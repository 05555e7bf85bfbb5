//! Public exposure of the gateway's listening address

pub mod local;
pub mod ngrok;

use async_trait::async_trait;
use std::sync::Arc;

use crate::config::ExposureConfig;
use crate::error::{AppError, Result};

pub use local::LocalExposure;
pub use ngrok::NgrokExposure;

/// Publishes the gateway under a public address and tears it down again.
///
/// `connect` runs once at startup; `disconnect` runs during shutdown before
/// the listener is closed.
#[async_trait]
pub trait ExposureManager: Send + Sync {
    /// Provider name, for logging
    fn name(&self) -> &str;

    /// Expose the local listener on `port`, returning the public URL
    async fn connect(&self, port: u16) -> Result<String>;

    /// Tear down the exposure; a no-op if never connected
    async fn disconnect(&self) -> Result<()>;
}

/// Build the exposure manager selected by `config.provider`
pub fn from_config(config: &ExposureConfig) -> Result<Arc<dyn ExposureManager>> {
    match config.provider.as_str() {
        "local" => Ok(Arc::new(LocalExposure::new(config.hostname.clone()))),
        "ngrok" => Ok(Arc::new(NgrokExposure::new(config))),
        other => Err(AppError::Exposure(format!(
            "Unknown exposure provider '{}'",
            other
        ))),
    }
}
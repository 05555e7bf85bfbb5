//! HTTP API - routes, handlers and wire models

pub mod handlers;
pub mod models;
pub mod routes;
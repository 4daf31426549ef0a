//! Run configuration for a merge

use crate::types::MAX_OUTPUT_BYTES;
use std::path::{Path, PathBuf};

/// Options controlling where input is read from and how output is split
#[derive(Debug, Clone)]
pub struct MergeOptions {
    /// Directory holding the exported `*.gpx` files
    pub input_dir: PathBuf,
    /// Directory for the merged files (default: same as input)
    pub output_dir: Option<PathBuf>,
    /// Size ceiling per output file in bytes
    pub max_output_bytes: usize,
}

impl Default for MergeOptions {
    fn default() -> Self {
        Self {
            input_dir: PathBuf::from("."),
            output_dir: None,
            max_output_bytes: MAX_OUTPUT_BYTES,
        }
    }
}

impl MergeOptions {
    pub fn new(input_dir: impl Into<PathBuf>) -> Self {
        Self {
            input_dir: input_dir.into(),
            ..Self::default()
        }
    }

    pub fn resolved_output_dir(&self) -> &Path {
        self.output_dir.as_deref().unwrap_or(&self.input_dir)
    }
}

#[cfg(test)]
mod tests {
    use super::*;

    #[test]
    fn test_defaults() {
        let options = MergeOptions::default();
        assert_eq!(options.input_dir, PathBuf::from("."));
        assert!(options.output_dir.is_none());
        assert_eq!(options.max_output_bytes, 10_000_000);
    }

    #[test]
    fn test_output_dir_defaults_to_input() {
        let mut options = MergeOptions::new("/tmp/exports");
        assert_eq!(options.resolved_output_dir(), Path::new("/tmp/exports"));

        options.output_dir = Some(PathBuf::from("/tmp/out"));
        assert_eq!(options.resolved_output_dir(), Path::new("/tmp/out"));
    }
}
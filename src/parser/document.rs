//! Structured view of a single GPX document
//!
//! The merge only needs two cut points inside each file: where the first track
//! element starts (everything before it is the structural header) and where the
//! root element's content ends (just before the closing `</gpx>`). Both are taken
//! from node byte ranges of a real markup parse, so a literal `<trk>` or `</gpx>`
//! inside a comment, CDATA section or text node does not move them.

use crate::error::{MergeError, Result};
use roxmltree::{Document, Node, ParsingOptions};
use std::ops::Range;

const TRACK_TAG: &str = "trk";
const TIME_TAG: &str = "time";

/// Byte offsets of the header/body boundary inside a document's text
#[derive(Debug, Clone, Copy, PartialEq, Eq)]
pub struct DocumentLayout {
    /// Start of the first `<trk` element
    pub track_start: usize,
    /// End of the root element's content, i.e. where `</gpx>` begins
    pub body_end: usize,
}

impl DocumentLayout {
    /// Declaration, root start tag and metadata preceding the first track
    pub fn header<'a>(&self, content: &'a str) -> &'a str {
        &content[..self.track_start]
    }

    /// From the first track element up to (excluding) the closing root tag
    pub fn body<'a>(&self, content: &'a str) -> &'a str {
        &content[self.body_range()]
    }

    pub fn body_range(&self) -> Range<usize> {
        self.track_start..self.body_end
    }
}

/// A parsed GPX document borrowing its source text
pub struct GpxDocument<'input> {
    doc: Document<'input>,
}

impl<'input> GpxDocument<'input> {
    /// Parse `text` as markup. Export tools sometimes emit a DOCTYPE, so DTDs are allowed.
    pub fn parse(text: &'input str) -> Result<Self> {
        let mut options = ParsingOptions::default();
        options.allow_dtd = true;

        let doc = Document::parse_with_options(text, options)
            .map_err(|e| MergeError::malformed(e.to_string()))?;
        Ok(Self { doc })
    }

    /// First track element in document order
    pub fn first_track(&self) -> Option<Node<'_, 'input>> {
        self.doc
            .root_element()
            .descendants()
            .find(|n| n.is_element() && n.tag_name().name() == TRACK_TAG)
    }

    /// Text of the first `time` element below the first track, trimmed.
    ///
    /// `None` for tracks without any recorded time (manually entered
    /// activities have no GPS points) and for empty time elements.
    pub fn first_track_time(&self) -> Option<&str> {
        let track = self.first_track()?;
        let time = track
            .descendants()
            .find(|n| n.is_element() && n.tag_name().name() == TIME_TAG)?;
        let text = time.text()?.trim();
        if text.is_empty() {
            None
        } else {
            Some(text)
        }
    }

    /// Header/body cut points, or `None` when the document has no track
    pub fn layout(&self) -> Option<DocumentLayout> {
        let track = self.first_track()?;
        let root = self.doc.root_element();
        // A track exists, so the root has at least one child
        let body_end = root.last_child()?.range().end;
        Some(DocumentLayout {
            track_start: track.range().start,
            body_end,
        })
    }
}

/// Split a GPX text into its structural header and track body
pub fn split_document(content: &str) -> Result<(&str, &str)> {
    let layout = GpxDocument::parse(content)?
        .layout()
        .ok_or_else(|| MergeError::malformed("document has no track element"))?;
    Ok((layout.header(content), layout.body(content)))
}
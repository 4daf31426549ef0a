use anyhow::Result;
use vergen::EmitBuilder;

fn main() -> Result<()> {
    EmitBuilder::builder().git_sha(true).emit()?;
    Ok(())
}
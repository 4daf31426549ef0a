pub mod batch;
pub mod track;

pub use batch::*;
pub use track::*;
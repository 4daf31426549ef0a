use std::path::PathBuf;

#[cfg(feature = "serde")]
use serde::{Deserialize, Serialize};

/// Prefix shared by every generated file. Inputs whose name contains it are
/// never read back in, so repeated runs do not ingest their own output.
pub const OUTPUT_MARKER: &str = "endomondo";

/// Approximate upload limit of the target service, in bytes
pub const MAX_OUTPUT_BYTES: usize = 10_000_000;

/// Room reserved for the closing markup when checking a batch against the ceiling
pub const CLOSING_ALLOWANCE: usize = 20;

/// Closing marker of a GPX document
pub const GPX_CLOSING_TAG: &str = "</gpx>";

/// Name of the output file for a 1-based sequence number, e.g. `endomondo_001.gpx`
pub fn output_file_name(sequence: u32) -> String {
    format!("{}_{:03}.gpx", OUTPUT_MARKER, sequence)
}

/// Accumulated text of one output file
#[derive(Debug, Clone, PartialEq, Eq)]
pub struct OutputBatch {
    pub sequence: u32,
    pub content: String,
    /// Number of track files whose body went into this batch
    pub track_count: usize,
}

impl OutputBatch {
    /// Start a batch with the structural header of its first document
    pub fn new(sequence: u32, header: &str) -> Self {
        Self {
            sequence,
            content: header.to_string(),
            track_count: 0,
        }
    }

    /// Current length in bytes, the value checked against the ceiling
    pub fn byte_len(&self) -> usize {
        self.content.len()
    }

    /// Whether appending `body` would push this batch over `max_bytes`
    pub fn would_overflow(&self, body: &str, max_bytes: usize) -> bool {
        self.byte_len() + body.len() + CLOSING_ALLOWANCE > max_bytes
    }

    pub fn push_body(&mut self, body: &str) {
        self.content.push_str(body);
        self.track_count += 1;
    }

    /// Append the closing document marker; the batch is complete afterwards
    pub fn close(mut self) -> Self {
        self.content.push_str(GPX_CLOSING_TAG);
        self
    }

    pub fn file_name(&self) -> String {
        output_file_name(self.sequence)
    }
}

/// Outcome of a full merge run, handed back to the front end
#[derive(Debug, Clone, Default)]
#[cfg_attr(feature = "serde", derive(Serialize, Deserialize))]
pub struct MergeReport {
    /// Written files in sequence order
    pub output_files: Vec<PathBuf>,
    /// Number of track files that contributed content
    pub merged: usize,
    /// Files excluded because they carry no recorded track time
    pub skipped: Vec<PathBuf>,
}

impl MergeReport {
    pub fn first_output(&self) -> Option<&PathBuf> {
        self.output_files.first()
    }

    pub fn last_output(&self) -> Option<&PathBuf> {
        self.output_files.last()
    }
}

————————

Some lines in the data above hold the string "this". Find and copy each of them.

## EXERCISE SOLUTION
    /// Number of track files whose body went into this batch
    /// Whether appending `body` would push this batch over `max_bytes`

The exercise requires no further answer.